Real-Time Data Pipeline Using Kafka

data engineering

kafka

Real-Time Data Pipeline Using Kafka

Overview Project

Imagine having deterministic visibility over any moving asset—whether a vehicle, drone, satellite, wildlife tag, or field team—with precise spatial and temporal resolution. GPS telemetry establishes the foundational signal: exact latitude, longitude, and timestamp. However, geolocation alone only answers where and when. By integrating additional sensors, temperature, acoustic signatures, altitude, vibration, and other environmental parameters, we elevate tracking into contextual intelligence. These multidimensional data streams enable us to infer operational state, behavioral patterns, environmental exposure, and potential anomalies in real time.

To operationalize this capability, we implement a streaming data architecture. Movement behavior is simulated using Brownian motion to realistically model stochastic trajectories, while sensor behavior is generated via parameterized pseudo-random distributions to emulate normal ranges, deviation thresholds, and anomaly rates. Apache Kafka functions as the event backbone for high-throughput ingestion, with ksqlDB enabling real-time joins, windowed aggregations, correlation, and anomaly detection. PostgreSQL serves as the warehouse layer for durable historical storage and state snapshots, while FastAPI exposes low-latency APIs for live and historical access. The result is a unified intelligence system that transforms raw telemetry into actionable insight—supporting fleet optimization, wildlife research, live surveys, expedition safety monitoring, and autonomous vehicle or satellite surveillance.

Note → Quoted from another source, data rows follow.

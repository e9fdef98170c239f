//! Sequential pod gating: allowed / no access / does not exist per pod,
//! plus the single "current" pod marker.

use crate::types::{AccessStatus, OutcomeField, PodStatus};

// ---------------------------------------------------------------------------
// PodSnapshot
// ---------------------------------------------------------------------------

/// One pod's fetched state, in canonical roster order. `fields` is `None`
/// when the user has no record for the pod.
#[derive(Debug, Clone)]
pub struct PodSnapshot {
    pub pod_code: String,
    pub fields: Option<Vec<OutcomeField>>,
}

fn is_completed(fields: &[OutcomeField]) -> bool {
    let mut total = 0;
    let mut done = 0;
    for field in fields {
        if field.tag.raw_name.contains("Outcome") {
            total += 1;
            if field.is_true() {
                done += 1;
            }
        }
    }
    done == total
}

// ---------------------------------------------------------------------------
// compute_gates
// ---------------------------------------------------------------------------

/// Gate the pod sequence. Must be fed snapshots in roster order; the
/// engine consumes them strictly in that order regardless of how they
/// were fetched.
///
/// The gate is a one-step dependency: pod 0 is always allowed, and pod i
/// is allowed exactly when pod i-1 is completed. This deliberately does
/// NOT chain transitively; a pod after an incomplete one is reachable
/// again as soon as its immediate predecessor completes. Missing records
/// report `does not exist`, count as not completed for the pod behind
/// them, and keep their ordinal slot.
pub fn compute_gates(snapshots: &[PodSnapshot]) -> Vec<PodStatus> {
    let mut statuses: Vec<PodStatus> = Vec::with_capacity(snapshots.len());

    for (ordinal, snap) in snapshots.iter().enumerate() {
        let Some(fields) = &snap.fields else {
            statuses.push(PodStatus {
                pod_code: snap.pod_code.clone(),
                status: AccessStatus::DoesNotExist,
                completed: false,
                current: false,
            });
            continue;
        };

        let status = if ordinal == 0 || statuses[ordinal - 1].completed {
            AccessStatus::Allowed
        } else {
            AccessStatus::NoAccess
        };

        statuses.push(PodStatus {
            pod_code: snap.pod_code.clone(),
            status,
            completed: is_completed(fields),
            current: false,
        });
    }

    mark_current(&mut statuses);
    statuses
}

/// Mark the single current pod: the first pod, scanning in order, that is
/// not completed but whose predecessor is. At most one pod is marked.
fn mark_current(statuses: &mut [PodStatus]) {
    let mut prev_completed = false;
    for status in statuses.iter_mut() {
        if prev_completed && !status.completed {
            status.current = true;
            break;
        }
        if status.completed {
            prev_completed = true;
        }
    }
}

// ---------------------------------------------------------------------------
// Tests
// ---------------------------------------------------------------------------
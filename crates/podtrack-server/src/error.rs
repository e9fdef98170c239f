use axum::http::StatusCode;
use axum::response::{IntoResponse, Response};
use podtrack_core::PodtrackError;

/// Unified error type for HTTP responses.
#[derive(Debug)]
pub struct AppError(pub anyhow::Error);

impl IntoResponse for AppError {
    fn into_response(self) -> Response {
        let status = if let Some(e) = self.0.downcast_ref::<PodtrackError>() {
            match e {
                PodtrackError::PodNotFound(_) | PodtrackError::NoRecord { .. } => {
                    StatusCode::NOT_FOUND
                }
                PodtrackError::MalformedFieldName(_) => StatusCode::BAD_REQUEST,
                // Record-store collaborator failures: the request aborts as
                // a whole, never a partial response.
                PodtrackError::SchemaUnavailable { .. }
                | PodtrackError::QueryFailed(_)
                | PodtrackError::UpdateRejected { .. }
                | PodtrackError::MissingRecordId => StatusCode::BAD_GATEWAY,
                PodtrackError::Io(_) | PodtrackError::Yaml(_) | PodtrackError::Json(_) => {
                    StatusCode::INTERNAL_SERVER_ERROR
                }
            }
        } else {
            StatusCode::INTERNAL_SERVER_ERROR
        };

        let body = serde_json::json!({ "error": self.0.to_string() });
        (status, axum::Json(body)).into_response()
    }
}

impl<E> From<E> for AppError
where
    E: Into<anyhow::Error>,
{
    fn from(err: E) -> Self {
        Self(err.into())
    }
}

Real-Time Object Intelligence Platform

Imagine the ability to monitor any moving asset—whether an animal, vehicle, drone, satellite, or fleet unit—with precise spatial and temporal awareness. By embedding GPS trackers, we can capture exactly where an object is and when it was there.

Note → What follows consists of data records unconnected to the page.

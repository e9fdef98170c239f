use axum::extract::{Query, State};
use axum::http::{HeaderMap, StatusCode};
use axum::response::{IntoResponse, Response};
use axum::{Extension, Json};
use serde::Deserialize;

use crate::auth::AuthUser;
use crate::error::AppError;
use crate::state::AppState;

/// GET /api/userinfo — contact details for the authenticated user, or an
/// empty object when their contact row is not app-enabled.
pub async fn userinfo(
    State(app): State<AppState>,
    Extension(user): Extension<AuthUser>,
) -> Result<Json<serde_json::Value>, AppError> {
    let info = tokio::task::spawn_blocking(move || {
        podtrack_core::service::user_info(app.store.as_ref(), &user.id)
    })
    .await
    .map_err(|e| AppError(anyhow::anyhow!("task join error: {e}")))??;

    match info {
        Some(info) => Ok(Json(serde_json::to_value(info)?)),
        None => Ok(Json(serde_json::json!({}))),
    }
}

fn invalid_secret() -> Response {
    (
        StatusCode::UNAUTHORIZED,
        Json(serde_json::json!({
            "code": "invalid_secret",
            "description": "Access denied."
        })),
    )
        .into_response()
}

#[derive(Deserialize)]
pub struct VerifyParams {
    pub secret: String,
    pub email: String,
    pub firstname: String,
    pub lastname: String,
}

/// GET /api/signup/verify — pre-registration check, gated by the shared
/// signup secret rather than a session token.
pub async fn verify_signup(
    State(app): State<AppState>,
    Query(params): Query<VerifyParams>,
) -> Result<Response, AppError> {
    if params.secret != app.signup_secret {
        return Ok(invalid_secret());
    }

    let full_name = format!("{} {}", params.firstname, params.lastname);
    let verified = tokio::task::spawn_blocking(move || {
        podtrack_core::service::verify_signup(app.store.as_ref(), &params.email, &full_name)
    })
    .await
    .map_err(|e| AppError(anyhow::anyhow!("task join error: {e}")))??;

    Ok(Json(serde_json::json!({ "verified": verified })).into_response())
}

#[derive(Deserialize)]
pub struct FinishBody {
    pub email: String,
    /// Identity provider's user id.
    pub id: String,
}

/// POST /api/signup/finish — called by the identity provider after
/// registration to mark the contact as app-enabled.
pub async fn finish_signup(
    State(app): State<AppState>,
    headers: HeaderMap,
    Json(body): Json<FinishBody>,
) -> Result<Response, AppError> {
    let authorized = headers
        .get("authorization")
        .and_then(|h| h.to_str().ok())
        .is_some_and(|h| h == format!("Secret {}", app.signup_secret));
    if !authorized {
        return Ok(invalid_secret());
    }

    let found = tokio::task::spawn_blocking(move || {
        podtrack_core::service::finish_signup(app.store.as_ref(), &body.email, &body.id)
    })
    .await
    .map_err(|e| AppError(anyhow::anyhow!("task join error: {e}")))??;

    if !found {
        return Ok((
            StatusCode::UNAUTHORIZED,
            Json(serde_json::json!({
                "code": "user_not_found",
                "description": "The user is not found in the database."
            })),
        )
            .into_response());
    }
    Ok(Json(serde_json::json!({ "result": "success" })).into_response())
}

But location is only the baseline.

By integrating additional sensors, temperature, acoustic signals, altitude, vibration, and other environmental parameters, we move beyond tracking into contextual intelligence. These multidimensional signals allow us to understand the real-time condition, behavior, and operational environment of the asset.

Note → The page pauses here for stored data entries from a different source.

use serde::{Deserialize, Serialize};
use serde_json::Value;
use std::fmt;

// ---------------------------------------------------------------------------
// FieldRole
// ---------------------------------------------------------------------------

/// Role of one CRM field, determined purely by naming convention.
#[derive(Debug, Clone, Copy, PartialEq, Eq, Hash, Serialize, Deserialize)]
#[serde(rename_all = "snake_case")]
pub enum FieldRole {
    /// The youth self-report value for one outcome.
    YouthFlag,
    /// The "starred" boolean twin of a youth field.
    BoolFlag,
    /// The staff-approval boolean twin of a youth field.
    YdmFlag,
    /// Per-focus-area completed-outcome counter.
    CompletedCount,
    /// Per-focus-area checked-outcome counter.
    CheckedCount,
    /// The pod-wide checked-total field.
    TotalMarker,
    Other,
}

impl FieldRole {
    pub fn as_str(self) -> &'static str {
        match self {
            FieldRole::YouthFlag => "youth_flag",
            FieldRole::BoolFlag => "bool_flag",
            FieldRole::YdmFlag => "ydm_flag",
            FieldRole::CompletedCount => "completed_count",
            FieldRole::CheckedCount => "checked_count",
            FieldRole::TotalMarker => "total_marker",
            FieldRole::Other => "other",
        }
    }

    /// Roles whose names carry a trailing outcome id token.
    pub fn carries_outcome_id(self) -> bool {
        matches!(
            self,
            FieldRole::YouthFlag | FieldRole::BoolFlag | FieldRole::YdmFlag
        )
    }
}

impl fmt::Display for FieldRole {
    fn fmt(&self, f: &mut fmt::Formatter<'_>) -> fmt::Result {
        f.write_str(self.as_str())
    }
}

// ---------------------------------------------------------------------------
// FieldTag / OutcomeField
// ---------------------------------------------------------------------------

/// Parsed identity of one record-store field.
#[derive(Debug, Clone, PartialEq, Serialize, Deserialize)]
pub struct FieldTag {
    pub raw_name: String,
    /// Human-readable display string from describe metadata.
    pub label: String,
    pub role: FieldRole,
    /// 3-letter pod type code embedded in the name (e.g. "TRN").
    #[serde(skip_serializing_if = "Option::is_none")]
    pub pod_type_code: Option<String>,
    /// Lowercased 3-character token identifying one outcome.
    #[serde(skip_serializing_if = "Option::is_none")]
    pub outcome_id: Option<String>,
}

/// A `FieldTag` joined with its current value for one user. Rebuilt per
/// request, never persisted.
#[derive(Debug, Clone, Serialize, Deserialize)]
pub struct OutcomeField {
    #[serde(flatten)]
    pub tag: FieldTag,
    pub value: Value,
}

impl OutcomeField {
    /// True only for an explicit boolean `true` value.
    pub fn is_true(&self) -> bool {
        self.value == Value::Bool(true)
    }

    /// Numeric value for counter fields; null and non-numbers count as zero.
    pub fn as_count(&self) -> i64 {
        self.value.as_i64().unwrap_or(0)
    }
}

// ---------------------------------------------------------------------------
// TaskItem / OutcomeGroup
// ---------------------------------------------------------------------------

/// One checkbox row as seen by a user. Serialized field names match the
/// mobile client's existing contract.
#[derive(Debug, Clone, PartialEq, Serialize, Deserialize)]
pub struct TaskItem {
    pub api_key: String,
    pub api_bool_key: String,
    /// Lowercased outcome id.
    #[serde(rename = "id")]
    pub short_id: String,
    /// Display label.
    #[serde(rename = "key")]
    pub label: String,
    #[serde(rename = "ydmApproved")]
    pub ydm_approved: bool,
    pub checked: Value,
    #[serde(rename = "starIsFilled")]
    pub star_is_filled: bool,
    #[serde(rename = "pod")]
    pub pod_code: String,
    pub accessible: bool,
}

/// One focus-area outcome group with its task rows.
#[derive(Debug, Clone, PartialEq, Serialize, Deserialize)]
pub struct OutcomeGroup {
    /// 3-character outcome-group code (first 3 characters of the field name).
    pub id: String,
    pub title: String,
    pub content: Vec<TaskItem>,
}

// ---------------------------------------------------------------------------
// AccessStatus / PodStatus
// ---------------------------------------------------------------------------

#[derive(Debug, Clone, Copy, PartialEq, Eq, Serialize, Deserialize)]
pub enum AccessStatus {
    #[serde(rename = "allowed")]
    Allowed,
    #[serde(rename = "no access")]
    NoAccess,
    #[serde(rename = "does not exist")]
    DoesNotExist,
}

impl fmt::Display for AccessStatus {
    fn fmt(&self, f: &mut fmt::Formatter<'_>) -> fmt::Result {
        let s = match self {
            AccessStatus::Allowed => "allowed",
            AccessStatus::NoAccess => "no access",
            AccessStatus::DoesNotExist => "does not exist",
        };
        f.write_str(s)
    }
}

/// Gate state of one pod for one user, held in pod-ordinal order.
#[derive(Debug, Clone, PartialEq, Serialize, Deserialize)]
pub struct PodStatus {
    #[serde(rename = "pod")]
    pub pod_code: String,
    pub status: AccessStatus,
    pub completed: bool,
    pub current: bool,
}

// ---------------------------------------------------------------------------
// Progress views
// ---------------------------------------------------------------------------

/// Cross-pod home-screen summary for one pod.
#[derive(Debug, Clone, Copy, PartialEq, Eq, Default, Serialize, Deserialize)]
pub struct HomeProgress {
    pub progress: i64,
    pub checked: i64,
    pub total: i64,
}

/// Single-pod detail view, keyed by focus-area type code.
#[derive(Debug, Clone, PartialEq, Serialize, Deserialize)]
pub struct FocusProgress {
    pub completed_outcomes: i64,
    /// `None` when the record exists but the checked counter is absent
    /// from the projection. Distinct from an explicit zero.
    pub checked_outcomes: Option<i64>,
    pub total_outcomes: i64,
    pub name: String,
}

// ---------------------------------------------------------------------------
// Tests
// ---------------------------------------------------------------------------

#[cfg(test)]
mod tests {
    use super::*;

    #[test]
    fn access_status_wire_names() {
        assert_eq!(
            serde_json::to_string(&AccessStatus::Allowed).unwrap(),
            "\"allowed\""
        );
        assert_eq!(
            serde_json::to_string(&AccessStatus::NoAccess).unwrap(),
            "\"no access\""
        );
        assert_eq!(
            serde_json::to_string(&AccessStatus::DoesNotExist).unwrap(),
            "\"does not exist\""
        );
    }

    #[test]
    fn task_item_wire_names() {
        let item = TaskItem {
            api_key: "TRN_Youth_abc_001_XYZ__c".to_string(),
            api_bool_key: "TRN_BOOL_abc_001_XYZ__c".to_string(),
            short_id: "xyz".to_string(),
            label: "Shows up on time".to_string(),
            ydm_approved: true,
            checked: Value::Bool(false),
            star_is_filled: false,
            pod_code: "Trainee".to_string(),
            accessible: true,
        };
        let json = serde_json::to_value(&item).unwrap();
        assert_eq!(json["id"], "xyz");
        assert_eq!(json["key"], "Shows up on time");
        assert_eq!(json["ydmApproved"], true);
        assert_eq!(json["starIsFilled"], false);
        assert_eq!(json["pod"], "Trainee");
        let back: TaskItem = serde_json::from_value(json).unwrap();
        assert_eq!(back, item);
    }

    #[test]
    fn outcome_field_value_helpers() {
        let tag = FieldTag {
            raw_name: "n".to_string(),
            label: "l".to_string(),
            role: FieldRole::Other,
            pod_type_code: None,
            outcome_id: None,
        };
        let truthy = OutcomeField {
            tag: tag.clone(),
            value: Value::Bool(true),
        };
        assert!(truthy.is_true());
        assert_eq!(truthy.as_count(), 0);

        let count = OutcomeField {
            tag: tag.clone(),
            value: serde_json::json!(3),
        };
        assert!(!count.is_true());
        assert_eq!(count.as_count(), 3);

        let absent = OutcomeField {
            tag,
            value: Value::Null,
        };
        assert!(!absent.is_true());
        assert_eq!(absent.as_count(), 0);
    }

    #[test]
    fn roles_carrying_outcome_ids() {
        assert!(FieldRole::YouthFlag.carries_outcome_id());
        assert!(FieldRole::BoolFlag.carries_outcome_id());
        assert!(FieldRole::YdmFlag.carries_outcome_id());
        assert!(!FieldRole::CompletedCount.carries_outcome_id());
        assert!(!FieldRole::TotalMarker.carries_outcome_id());
        assert!(!FieldRole::Other.carries_outcome_id());
    }
}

System Architecture: To operationalize this, we implement a streaming-first data platform:

Apache Kafka: Event backbone for ingesting and orchestrating high-throughput GPS and sensor streams.
ksqlDB: Real-time stream processing: joins, time-window aggregations, event correlation, and anomaly detection.
PostgreSQL (Data Warehouse layer): Persistent storage for historical records and latest-state snapshots.
FastAPI: High-performance API layer for real-time data access from streaming topics or warehouse storage.

Business Impact

This architecture enables continuous tracking, live analytics, and operational decision support in scenarios such as:

Fleet management optimization
Wildlife behavior research
Live survey
Expedition, diving and hiking group safety monitoring
Drone, unmanned aerial or marine vehicle and satellite operations surveillance

Outcome: A unified, real-time intelligence system that transforms raw movement data into actionable insight.

Data Source

To realistically simulate continuously moving objects with unpredictable trajectories, we will model movement using Brownian motion. This provides a representation of random displacement over time.

drawing

For sensor model, we could implements pseudo-random number generators to give random behavior with well-defined parameters such as as normal range, anomaly rate and deviation value.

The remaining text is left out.